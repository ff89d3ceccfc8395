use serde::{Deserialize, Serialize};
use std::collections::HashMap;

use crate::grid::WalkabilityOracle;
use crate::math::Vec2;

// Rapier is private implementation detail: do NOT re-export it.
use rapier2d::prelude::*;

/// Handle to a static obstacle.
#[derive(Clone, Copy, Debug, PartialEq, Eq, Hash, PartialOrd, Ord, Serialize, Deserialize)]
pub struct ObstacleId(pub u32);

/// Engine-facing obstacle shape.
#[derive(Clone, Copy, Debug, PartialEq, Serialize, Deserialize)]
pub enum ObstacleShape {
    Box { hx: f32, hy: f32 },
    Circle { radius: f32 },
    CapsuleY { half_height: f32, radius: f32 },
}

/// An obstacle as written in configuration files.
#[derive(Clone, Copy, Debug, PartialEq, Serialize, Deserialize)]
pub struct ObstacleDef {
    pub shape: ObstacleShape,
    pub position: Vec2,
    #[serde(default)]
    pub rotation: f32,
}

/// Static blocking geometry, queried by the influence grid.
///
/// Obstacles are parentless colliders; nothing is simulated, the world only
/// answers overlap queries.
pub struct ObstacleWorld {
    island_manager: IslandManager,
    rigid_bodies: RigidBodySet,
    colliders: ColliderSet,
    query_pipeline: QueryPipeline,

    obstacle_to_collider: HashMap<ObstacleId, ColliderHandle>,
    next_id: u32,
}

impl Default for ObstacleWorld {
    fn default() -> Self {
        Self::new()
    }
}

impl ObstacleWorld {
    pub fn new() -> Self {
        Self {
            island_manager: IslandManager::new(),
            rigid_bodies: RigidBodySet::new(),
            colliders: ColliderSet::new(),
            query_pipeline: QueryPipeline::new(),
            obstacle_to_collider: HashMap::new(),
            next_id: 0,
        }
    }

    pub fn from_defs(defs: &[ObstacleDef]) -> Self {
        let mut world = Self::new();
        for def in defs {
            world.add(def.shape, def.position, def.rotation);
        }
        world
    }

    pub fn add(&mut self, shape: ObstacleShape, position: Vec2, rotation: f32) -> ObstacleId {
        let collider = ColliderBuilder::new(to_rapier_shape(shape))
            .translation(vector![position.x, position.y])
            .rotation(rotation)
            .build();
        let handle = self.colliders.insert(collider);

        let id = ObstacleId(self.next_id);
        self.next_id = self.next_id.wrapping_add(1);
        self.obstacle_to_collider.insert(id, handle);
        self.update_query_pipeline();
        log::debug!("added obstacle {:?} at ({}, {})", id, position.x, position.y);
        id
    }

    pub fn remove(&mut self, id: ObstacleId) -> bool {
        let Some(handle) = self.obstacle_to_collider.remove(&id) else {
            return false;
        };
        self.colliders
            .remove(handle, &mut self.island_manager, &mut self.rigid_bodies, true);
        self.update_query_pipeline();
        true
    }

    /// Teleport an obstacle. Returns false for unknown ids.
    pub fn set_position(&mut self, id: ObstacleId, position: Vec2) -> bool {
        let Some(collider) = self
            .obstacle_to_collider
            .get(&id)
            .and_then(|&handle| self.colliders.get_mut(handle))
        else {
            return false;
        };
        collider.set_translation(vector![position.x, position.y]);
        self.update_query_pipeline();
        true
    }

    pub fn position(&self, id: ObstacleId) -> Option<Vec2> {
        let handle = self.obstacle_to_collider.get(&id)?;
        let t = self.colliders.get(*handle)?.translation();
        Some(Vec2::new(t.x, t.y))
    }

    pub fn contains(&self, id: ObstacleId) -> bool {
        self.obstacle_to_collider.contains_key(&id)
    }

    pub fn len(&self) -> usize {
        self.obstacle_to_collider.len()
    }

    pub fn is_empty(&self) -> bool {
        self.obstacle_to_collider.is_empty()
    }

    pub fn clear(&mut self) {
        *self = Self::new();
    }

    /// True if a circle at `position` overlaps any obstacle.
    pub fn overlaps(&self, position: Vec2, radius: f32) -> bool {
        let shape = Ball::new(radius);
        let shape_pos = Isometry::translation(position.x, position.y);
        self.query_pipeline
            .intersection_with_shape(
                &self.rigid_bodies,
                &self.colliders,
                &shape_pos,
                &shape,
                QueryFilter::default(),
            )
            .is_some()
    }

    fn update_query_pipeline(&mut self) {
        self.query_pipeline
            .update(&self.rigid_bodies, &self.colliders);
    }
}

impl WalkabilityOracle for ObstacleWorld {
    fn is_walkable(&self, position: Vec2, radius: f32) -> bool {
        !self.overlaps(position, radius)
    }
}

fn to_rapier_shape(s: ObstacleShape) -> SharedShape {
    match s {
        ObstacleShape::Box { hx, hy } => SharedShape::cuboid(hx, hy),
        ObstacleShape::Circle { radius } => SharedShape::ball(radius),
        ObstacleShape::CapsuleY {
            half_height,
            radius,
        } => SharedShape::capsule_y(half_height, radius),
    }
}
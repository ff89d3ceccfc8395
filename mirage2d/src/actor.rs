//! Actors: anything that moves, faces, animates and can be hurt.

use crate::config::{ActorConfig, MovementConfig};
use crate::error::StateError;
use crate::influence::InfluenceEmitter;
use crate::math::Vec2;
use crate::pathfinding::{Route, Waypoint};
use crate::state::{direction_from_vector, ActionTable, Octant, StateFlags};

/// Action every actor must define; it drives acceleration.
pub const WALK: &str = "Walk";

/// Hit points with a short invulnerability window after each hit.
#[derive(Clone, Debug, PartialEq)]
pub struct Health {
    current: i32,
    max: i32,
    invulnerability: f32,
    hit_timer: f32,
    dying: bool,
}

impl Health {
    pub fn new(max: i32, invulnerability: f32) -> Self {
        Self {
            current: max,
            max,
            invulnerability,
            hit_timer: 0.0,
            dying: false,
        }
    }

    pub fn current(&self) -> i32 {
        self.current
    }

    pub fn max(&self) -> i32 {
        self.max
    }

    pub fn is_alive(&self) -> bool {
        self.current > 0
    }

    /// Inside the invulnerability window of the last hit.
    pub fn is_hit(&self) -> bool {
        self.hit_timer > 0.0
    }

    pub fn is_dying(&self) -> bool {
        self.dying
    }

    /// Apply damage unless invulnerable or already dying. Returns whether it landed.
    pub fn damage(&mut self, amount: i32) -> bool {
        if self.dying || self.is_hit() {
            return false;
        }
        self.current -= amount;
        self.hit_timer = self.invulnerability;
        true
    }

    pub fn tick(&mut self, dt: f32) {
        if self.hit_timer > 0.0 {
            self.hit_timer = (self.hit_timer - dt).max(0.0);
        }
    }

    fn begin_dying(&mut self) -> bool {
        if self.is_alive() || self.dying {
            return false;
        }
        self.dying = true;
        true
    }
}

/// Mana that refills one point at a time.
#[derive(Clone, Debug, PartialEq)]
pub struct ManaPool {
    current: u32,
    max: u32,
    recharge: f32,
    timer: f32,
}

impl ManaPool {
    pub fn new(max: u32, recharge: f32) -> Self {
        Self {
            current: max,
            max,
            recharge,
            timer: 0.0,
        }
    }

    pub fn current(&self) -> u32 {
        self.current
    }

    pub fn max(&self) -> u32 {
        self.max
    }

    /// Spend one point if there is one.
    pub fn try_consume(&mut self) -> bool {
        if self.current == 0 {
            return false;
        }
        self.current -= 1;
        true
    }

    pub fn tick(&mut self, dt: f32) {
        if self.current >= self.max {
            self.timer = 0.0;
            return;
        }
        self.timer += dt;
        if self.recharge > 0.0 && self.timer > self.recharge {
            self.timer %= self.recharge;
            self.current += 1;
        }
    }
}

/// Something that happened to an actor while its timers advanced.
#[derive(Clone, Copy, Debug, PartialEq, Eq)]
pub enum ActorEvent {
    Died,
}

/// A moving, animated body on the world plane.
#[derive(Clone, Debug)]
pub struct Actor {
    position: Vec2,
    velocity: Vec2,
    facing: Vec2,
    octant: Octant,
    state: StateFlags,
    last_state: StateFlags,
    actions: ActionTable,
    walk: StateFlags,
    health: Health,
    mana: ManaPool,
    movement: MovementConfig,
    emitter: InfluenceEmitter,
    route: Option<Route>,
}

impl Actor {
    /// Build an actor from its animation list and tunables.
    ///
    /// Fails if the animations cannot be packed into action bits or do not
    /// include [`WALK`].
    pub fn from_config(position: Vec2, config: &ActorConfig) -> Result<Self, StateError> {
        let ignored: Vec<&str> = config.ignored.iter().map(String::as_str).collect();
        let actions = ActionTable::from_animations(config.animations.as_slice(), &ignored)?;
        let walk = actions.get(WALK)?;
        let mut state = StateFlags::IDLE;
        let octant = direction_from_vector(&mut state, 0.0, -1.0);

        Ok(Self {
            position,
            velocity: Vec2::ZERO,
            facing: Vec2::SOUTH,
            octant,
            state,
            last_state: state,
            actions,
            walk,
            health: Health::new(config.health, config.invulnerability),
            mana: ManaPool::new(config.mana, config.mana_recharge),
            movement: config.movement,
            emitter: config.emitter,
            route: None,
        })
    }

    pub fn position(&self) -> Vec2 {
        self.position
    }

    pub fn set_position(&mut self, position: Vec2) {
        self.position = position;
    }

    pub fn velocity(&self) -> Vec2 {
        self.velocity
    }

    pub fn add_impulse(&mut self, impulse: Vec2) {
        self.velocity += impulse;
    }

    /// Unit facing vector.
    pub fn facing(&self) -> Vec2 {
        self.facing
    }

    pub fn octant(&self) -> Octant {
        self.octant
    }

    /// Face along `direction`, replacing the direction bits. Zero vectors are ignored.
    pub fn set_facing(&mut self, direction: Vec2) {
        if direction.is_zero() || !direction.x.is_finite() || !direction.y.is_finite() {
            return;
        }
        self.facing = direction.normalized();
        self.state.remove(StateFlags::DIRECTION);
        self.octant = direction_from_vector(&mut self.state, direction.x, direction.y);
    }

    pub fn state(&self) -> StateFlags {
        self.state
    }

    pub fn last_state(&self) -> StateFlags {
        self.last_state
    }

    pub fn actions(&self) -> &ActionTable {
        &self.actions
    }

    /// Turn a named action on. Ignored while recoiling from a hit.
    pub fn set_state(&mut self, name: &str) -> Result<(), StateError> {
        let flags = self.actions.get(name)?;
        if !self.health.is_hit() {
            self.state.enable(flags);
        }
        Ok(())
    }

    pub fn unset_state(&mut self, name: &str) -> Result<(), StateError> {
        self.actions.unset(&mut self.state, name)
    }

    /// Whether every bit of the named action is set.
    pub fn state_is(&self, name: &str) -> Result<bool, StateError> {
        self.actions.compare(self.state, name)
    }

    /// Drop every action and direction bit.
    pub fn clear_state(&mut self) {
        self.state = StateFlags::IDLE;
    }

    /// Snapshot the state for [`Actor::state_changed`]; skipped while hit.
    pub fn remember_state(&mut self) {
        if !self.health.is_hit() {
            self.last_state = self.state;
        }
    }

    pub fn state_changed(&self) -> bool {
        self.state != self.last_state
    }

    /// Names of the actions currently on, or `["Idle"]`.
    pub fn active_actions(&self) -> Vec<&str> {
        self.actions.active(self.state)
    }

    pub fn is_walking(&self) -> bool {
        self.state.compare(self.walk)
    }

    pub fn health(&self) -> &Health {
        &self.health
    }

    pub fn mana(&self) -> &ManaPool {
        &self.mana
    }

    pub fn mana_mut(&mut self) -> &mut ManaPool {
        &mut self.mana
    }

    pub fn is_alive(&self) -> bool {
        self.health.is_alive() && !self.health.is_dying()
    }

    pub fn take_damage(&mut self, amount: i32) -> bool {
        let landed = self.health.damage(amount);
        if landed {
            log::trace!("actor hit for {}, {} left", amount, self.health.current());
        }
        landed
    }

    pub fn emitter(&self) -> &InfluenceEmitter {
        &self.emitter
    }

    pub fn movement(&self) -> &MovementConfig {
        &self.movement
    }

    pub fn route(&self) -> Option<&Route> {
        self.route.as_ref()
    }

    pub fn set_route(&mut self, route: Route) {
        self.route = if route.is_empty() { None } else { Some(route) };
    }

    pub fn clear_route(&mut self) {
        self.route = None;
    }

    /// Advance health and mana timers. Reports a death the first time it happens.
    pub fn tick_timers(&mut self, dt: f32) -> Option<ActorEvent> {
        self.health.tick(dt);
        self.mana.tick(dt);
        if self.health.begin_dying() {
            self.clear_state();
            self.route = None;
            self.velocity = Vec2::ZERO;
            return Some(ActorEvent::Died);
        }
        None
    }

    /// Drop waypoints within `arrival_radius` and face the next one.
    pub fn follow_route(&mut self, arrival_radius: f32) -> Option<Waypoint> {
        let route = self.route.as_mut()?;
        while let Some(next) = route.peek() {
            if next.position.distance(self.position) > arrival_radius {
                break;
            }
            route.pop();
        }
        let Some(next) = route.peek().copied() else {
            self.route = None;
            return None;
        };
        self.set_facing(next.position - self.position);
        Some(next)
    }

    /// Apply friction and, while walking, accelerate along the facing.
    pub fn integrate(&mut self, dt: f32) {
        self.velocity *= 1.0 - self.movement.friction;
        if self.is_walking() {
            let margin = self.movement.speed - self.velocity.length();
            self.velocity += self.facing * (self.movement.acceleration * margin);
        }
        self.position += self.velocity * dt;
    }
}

■ **TASK DIRECTIONS**
Go through the data above and copy each line in which "struct" appears.

■ **WRITTEN RESPONSE**
pub struct ObstacleId(pub u32);
pub struct ObstacleDef {
pub struct ObstacleWorld {
pub struct Health {
pub struct ManaPool {
pub struct Actor {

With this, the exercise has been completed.